第1位「日本文学講読B」等、土御門隆彬先生のテストあり講義
記述「出題者であるわたしは、雅そのものか」は、避けて通れないのですよね。土御門先生の講義で埋めている人は、使い回しの文章にならないように神経をすり減らしているのだとか。僕は、中古文学をメインに取っていましたけれども、どのテストも同じ解答しましたよ。ええ、このようにちゃんと卒業できていますから、大丈夫ですよ。ご自分に酔われて、舞われているのです。「意味が分かりません」「ひなびています」の禁句さえ無ければ、単位は勝ち取れます。

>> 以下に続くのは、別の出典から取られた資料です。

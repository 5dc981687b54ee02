//! Dedicated simulation worker
//!
//! The render side posts one `TickRequest` per frame into a single-slot
//! mailbox. A request that is still pending when the next one arrives is
//! replaced, so the worker never queues stale frames and simply skips a
//! tick when it falls behind. After every tick the worker publishes an
//! immutable snapshot that the render side can read without blocking the
//! simulation.
//!
//! The worker is the only writer of the `PlayerState`. Contact reports carry
//! copies of it; changes from the game side go through `WorkerCommand`.

use std::sync::Arc;
use std::sync::atomic::{AtomicBool, AtomicU64, Ordering};
use std::thread::JoinHandle;
use std::time::{Duration, Instant};

use crossbeam_channel::{Receiver, Sender, TrySendError, bounded, unbounded};
use parking_lot::{Condvar, Mutex, RwLock};

use crate::error::FieldError;
use crate::sim::{
    AsteroidField, CameraState, EventQueue, FieldEvent, FieldSnapshot, FrameTiming, LevelDescriptor,
    PlayerState, TickInput, tick,
};

/// Work for one tick, posted once per rendered frame
#[derive(Debug, Clone, Copy)]
pub struct TickRequest {
    pub camera: CameraState,
    /// Seconds since the previous frame
    pub dt: f32,
    pub frame: u64,
    /// Run player contact and item pickup after the tick
    pub player_contact: bool,
}

/// Result of player contact for one tick
#[derive(Debug, Clone)]
pub struct ContactReport {
    pub frame: u64,
    /// Damage factor in [0, 1]
    pub damage: f32,
    /// The hit cost a life
    pub ship_lost: bool,
    /// Player after this tick
    pub player: PlayerState,
    pub events: Vec<FieldEvent>,
}

/// Control messages applied at the top of the next tick
#[derive(Debug)]
pub enum WorkerCommand {
    KillInnerSectors,
    SetLevel(Box<LevelDescriptor>),
    ResetPlayer(PlayerState),
}

/// Post into a single-slot channel, evicting whatever is pending.
///
/// Returns whether a pending item was replaced, or `None` once the
/// receiving side is gone.
fn post_latest<T>(sender: &Sender<T>, evict: &Receiver<T>, item: T) -> Option<bool> {
    let mut item = item;
    let mut replaced = false;
    loop {
        match sender.try_send(item) {
            Ok(()) => return Some(replaced),
            Err(TrySendError::Full(back)) => {
                replaced |= evict.try_recv().is_ok();
                item = back;
            }
            Err(TrySendError::Disconnected(_)) => return None,
        }
    }
}

struct WorkerShared {
    snapshot: RwLock<Arc<FieldSnapshot>>,
    // tick of the latest published snapshot
    published: Mutex<u64>,
    // notified after every publication
    published_cvar: Condvar,
    shutdown: AtomicBool,
}

struct WorkerState {
    field: AsteroidField,
    player: PlayerState,
}

impl WorkerState {
    fn apply(&mut self, command: WorkerCommand) {
        match command {
            WorkerCommand::KillInnerSectors => {
                self.field.kill_all_inner_sector_asteroids();
            }
            WorkerCommand::SetLevel(level) => {
                if let Err(e) = self.field.set_level(*level) {
                    log::warn!("Level change rejected: {}", e);
                }
            }
            WorkerCommand::ResetPlayer(player) => self.player = player,
        }
    }

    fn player_contact(&mut self, request: &TickRequest) -> ContactReport {
        let mut events = EventQueue::new();
        let mut damage = 0.0;
        let mut ship_lost = false;
        if !self.player.game_over {
            self.player.update_timers(request.dt);
            let timing = FrameTiming {
                elapsed: request.dt,
                frame: request.frame,
            };
            damage = self
                .field
                .player_asteroid_collision(&request.camera, &mut self.player, timing, &mut events);
            ship_lost = self.player.apply_collision(damage);
            if ship_lost {
                self.field.kill_all_inner_sector_asteroids();
                log::info!(
                    "Ship lost at frame {}, {} lives left{}",
                    request.frame,
                    self.player.lives,
                    if self.player.game_over { ", game over" } else { "" }
                );
            }
            self.field
                .collect_items(request.camera.position, &mut self.player, &mut events);
        }
        ContactReport {
            frame: request.frame,
            damage,
            ship_lost,
            player: self.player.clone(),
            events: events.drain(),
        }
    }
}

fn thread_body(
    mut state: WorkerState,
    shared: Arc<WorkerShared>,
    mailbox: Receiver<TickRequest>,
    commands: Receiver<WorkerCommand>,
    contacts: Sender<ContactReport>,
) {
    log::info!("Simulation worker started");
    while !shared.shutdown.load(Ordering::Acquire) {
        let Ok(request) = mailbox.recv() else {
            break;
        };
        if shared.shutdown.load(Ordering::Acquire) {
            break;
        }

        for command in commands.try_iter() {
            state.apply(command);
        }

        tick(
            &mut state.field,
            &TickInput {
                camera: request.camera,
                dt: request.dt,
            },
        );

        if request.player_contact {
            // Nobody listening is fine
            let _ = contacts.send(state.player_contact(&request));
        }

        let snapshot = Arc::new(state.field.snapshot());
        let published = snapshot.tick;
        *shared.snapshot.write() = snapshot;
        *shared.published.lock() = published;
        shared.published_cvar.notify_all();
    }
    log::info!("Simulation worker stopped after {} ticks", state.field.stats().ticks);
}

/// Handle to the simulation thread. Dropping it stops and joins the thread.
pub struct SimulationWorker {
    mailbox: Option<Sender<TickRequest>>,
    /// Second receiver on the mailbox, used to evict a pending request
    evict: Receiver<TickRequest>,
    commands: Sender<WorkerCommand>,
    contacts: Receiver<ContactReport>,
    shared: Arc<WorkerShared>,
    skipped: AtomicU64,
    thread: Option<JoinHandle<()>>,
}

impl SimulationWorker {
    /// Move the field and the player onto a new simulation thread
    pub fn spawn(field: AsteroidField, player: PlayerState) -> Result<Self, FieldError> {
        let (mailbox, mailbox_recv) = bounded(1);
        let (commands, commands_recv) = unbounded();
        let (contacts_send, contacts) = unbounded();
        let snapshot = field.snapshot();
        let shared = Arc::new(WorkerShared {
            published: Mutex::new(snapshot.tick),
            snapshot: RwLock::new(Arc::new(snapshot)),
            published_cvar: Condvar::new(),
            shutdown: AtomicBool::new(false),
        });

        let state = WorkerState { field, player };
        let thread_shared = Arc::clone(&shared);
        let thread_mailbox = mailbox_recv.clone();
        let thread = std::thread::Builder::new()
            .name("asteroid-field-sim".to_string())
            .spawn(move || thread_body(state, thread_shared, thread_mailbox, commands_recv, contacts_send))
            .map_err(FieldError::WorkerSpawn)?;

        Ok(Self {
            mailbox: Some(mailbox),
            evict: mailbox_recv,
            commands,
            contacts,
            shared,
            skipped: AtomicU64::new(0),
            thread: Some(thread),
        })
    }

    /// Request a tick, replacing any request the worker has not picked up.
    ///
    /// Returns false once the worker has stopped.
    pub fn request_tick(&self, request: TickRequest) -> bool {
        let Some(mailbox) = &self.mailbox else {
            return false;
        };
        if self.thread.as_ref().is_none_or(|t| t.is_finished()) {
            return false;
        }
        let frame = request.frame;
        match post_latest(mailbox, &self.evict, request) {
            Some(replaced) => {
                if replaced {
                    let skipped = self.skipped.fetch_add(1, Ordering::Relaxed) + 1;
                    log::trace!("Worker busy, pending tick replaced by frame {} ({} skipped)", frame, skipped);
                }
                true
            }
            None => false,
        }
    }

    pub fn send_command(&self, command: WorkerCommand) -> bool {
        self.commands.send(command).is_ok()
    }

    pub fn kill_inner_sectors(&self) -> bool {
        self.send_command(WorkerCommand::KillInnerSectors)
    }

    pub fn set_level(&self, level: LevelDescriptor) -> bool {
        self.send_command(WorkerCommand::SetLevel(Box::new(level)))
    }

    /// Replace the player, e.g. when a new game starts
    pub fn reset_player(&self, player: PlayerState) -> bool {
        self.send_command(WorkerCommand::ResetPlayer(player))
    }

    /// Latest published snapshot
    pub fn snapshot(&self) -> Arc<FieldSnapshot> {
        Arc::clone(&self.shared.snapshot.read())
    }

    /// Block until a snapshot at least as new as `tick` is published
    pub fn wait_for_tick(&self, tick: u64, timeout: Duration) -> Option<Arc<FieldSnapshot>> {
        let deadline = Instant::now() + timeout;
        let mut published = self.shared.published.lock();
        while *published < tick {
            if self.shared.published_cvar.wait_until(&mut published, deadline).timed_out() {
                break;
            }
        }
        let reached = *published >= tick;
        drop(published);
        reached.then(|| self.snapshot())
    }

    /// Next pending contact report, if any
    pub fn try_contact(&self) -> Option<ContactReport> {
        self.contacts.try_recv().ok()
    }

    pub fn recv_contact_timeout(&self, timeout: Duration) -> Option<ContactReport> {
        self.contacts.recv_timeout(timeout).ok()
    }

    /// Tick requests replaced before the worker picked them up
    pub fn skipped_requests(&self) -> u64 {
        self.skipped.load(Ordering::Relaxed)
    }

    /// Stop the worker and wait for the thread to exit
    pub fn shutdown(mut self) {
        self.stop();
    }

    fn stop(&mut self) {
        self.shared.shutdown.store(true, Ordering::Release);
        // Dropping the only sender wakes a worker blocked on the mailbox
        self.mailbox = None;
        if let Some(thread) = self.thread.take() {
            if thread.join().is_err() {
                log::warn!("Simulation worker panicked");
            }
        }
    }
}

impl Drop for SimulationWorker {
    fn drop(&mut self) {
        self.stop();
    }
}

土御門先生の扇に書かれている「雅」のごとく、雅を擬人化したように思えます云々と、自分でも何を書いているのか分からないような答えを書いていたと記憶しています。言わせている(書かせている)感じが強いですけれどもね。かまってほしいのですよ、承認されたいのですよ、王朝文学講読会の指南役は、うさぎさんのように寂しがり屋なのですってば。
あとがき(めいたもの)
問:倭文野さんが現役大学生だった頃、自分の中で一番良くできたと思うテストと、これはもっと頑張れば点数上げられたかなと思ったテストを教えてください。
答:一番良くできたテストは「日本近代史A」です。ソテツ地獄についての記述問題は、傑作だと自賛できるくらい書けたそうです。もっと頑張ればよかったテストは「漢文学研究B」です。試験日を間違えて、勉強があまりできていなかったため、苦しんだそうです。持ち込み可だったのに、頭が真っ白で3キロやせそうになりました。
改めまして、八十島そらです。集中力が5分~10分までしか持たないため、テストの時は残り時間
口を開けてぽけーとしています。これだから点数右肩下がり、個別指導も救いようなしなのです。
夏休み、良き響きですね。ビニールプールに水を張って、足をつけて涼しさを感じたいです。ボールプールもいいな……童心に返って、色玉とあはははは。汚い絵になりそうだから、想像だけで我慢します。